> **INSTRUCTIONS FOR THE TASK**:
Copy out, from the data below, each line in which the word "UploadError" occurs.

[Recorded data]
use std::time::Duration;

use async_trait::async_trait;
use reqwest::{header, Client, StatusCode};
use serde::Deserialize;

use super::{HostResponse, ImageHost};
use crate::error::UploadError;

fn truncate_for_log(mut s: String, max_len: usize) -> String {
    if s.len() > max_len {
        let mut cut = max_len;
        while !s.is_char_boundary(cut) {
            cut -= 1;
        }
        s.truncate(cut);
        s.push('…');
    }
    s
}

fn mentions_rate_limit(text: &str) -> bool {
    let lower = text.to_ascii_lowercase();
    lower.contains("rate limit") || lower.contains("too many requests")
}

#[derive(Debug, Deserialize)]
struct HostPayload {
    data: Option<HostedImage>,
    error: Option<HostFailure>,
}

#[derive(Debug, Deserialize)]
struct HostedImage {
    url: Option<String>,
}

#[derive(Debug, Deserialize)]
struct HostFailure {
    #[serde(default)]
    message: Option<String>,
}

/// Image host speaking the common "form POST `key` + `image`, get back
/// `{data:{url}}`" protocol. The image is passed by remote URL; the host fetches it.
#[derive(Debug, Clone)]
pub struct HttpImageHost {
    endpoint: String,
    api_key: String,
    http: Client,
}

impl HttpImageHost {
    pub fn new(endpoint: &str, api_key: &str, timeout: Duration) -> Result<Self, reqwest::Error> {
        let http = Client::builder()
            .user_agent(concat!("attachment-rehost/", env!("CARGO_PKG_VERSION")))
            .timeout(timeout)
            .build()?;
        Ok(Self {
            endpoint: endpoint.trim_end_matches('/').to_string(),
            api_key: api_key.to_string(),
            http,
        })
    }

    fn retry_after(resp: &reqwest::Response) -> Option<Duration> {
        resp.headers()
            .get(header::RETRY_AFTER)
            .and_then(|h| h.to_str().ok())
            .and_then(|s| s.trim().parse::<u64>().ok())
            .map(Duration::from_secs)
    }
}

#[async_trait]
impl ImageHost for HttpImageHost {
    async fn upload(&self, source_url: &str) -> Result<HostResponse, UploadError> {
        let resp = self
            .http
            .post(&self.endpoint)
            .form(&[("key", self.api_key.as_str()), ("image", source_url)])
            .send()
            .await
            .map_err(|e| UploadError::Transport(e.to_string()))?;

        let status = resp.status();
        let retry_after = Self::retry_after(&resp);
        if status == StatusCode::TOO_MANY_REQUESTS {
            return Ok(HostResponse::Throttled { retry_after });
        }

        let text = resp
            .text()
            .await
            .map_err(|e| UploadError::Transport(e.to_string()))?;
        if !status.is_success() {
            if mentions_rate_limit(&text) {
                return Ok(HostResponse::Throttled { retry_after });
            }
            return Err(UploadError::Rejected(format!(
                "status={}: {}",
                status,
                truncate_for_log(text, 300)
            )));
        }

        let payload: HostPayload = serde_json::from_str(&text).map_err(|e| {
            UploadError::MalformedResponse(format!("{e}: {}", truncate_for_log(text.clone(), 300)))
        })?;
        if let Some(url) = payload
            .data
            .and_then(|d| d.url)
            .filter(|u| !u.trim().is_empty())
        {
            return Ok(HostResponse::Hosted(url));
        }
        match payload.error.and_then(|e| e.message) {
            Some(msg) if mentions_rate_limit(&msg) => Ok(HostResponse::Throttled { retry_after }),
            Some(msg) => Err(UploadError::Rejected(msg)),
            None => Err(UploadError::MalformedResponse(
                "response carried no hosted url".into(),
            )),
        }
    }
}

> **ANSWER SPACE**:
use crate::error::UploadError;
    async fn upload(&self, source_url: &str) -> Result<HostResponse, UploadError> {
            .map_err(|e| UploadError::Transport(e.to_string()))?;
            .map_err(|e| UploadError::Transport(e.to_string()))?;
            return Err(UploadError::Rejected(format!(
            UploadError::MalformedResponse(format!("{e}: {}", truncate_for_log(text.clone(), 300)))
            Some(msg) => Err(UploadError::Rejected(msg)),
            None => Err(UploadError::MalformedResponse(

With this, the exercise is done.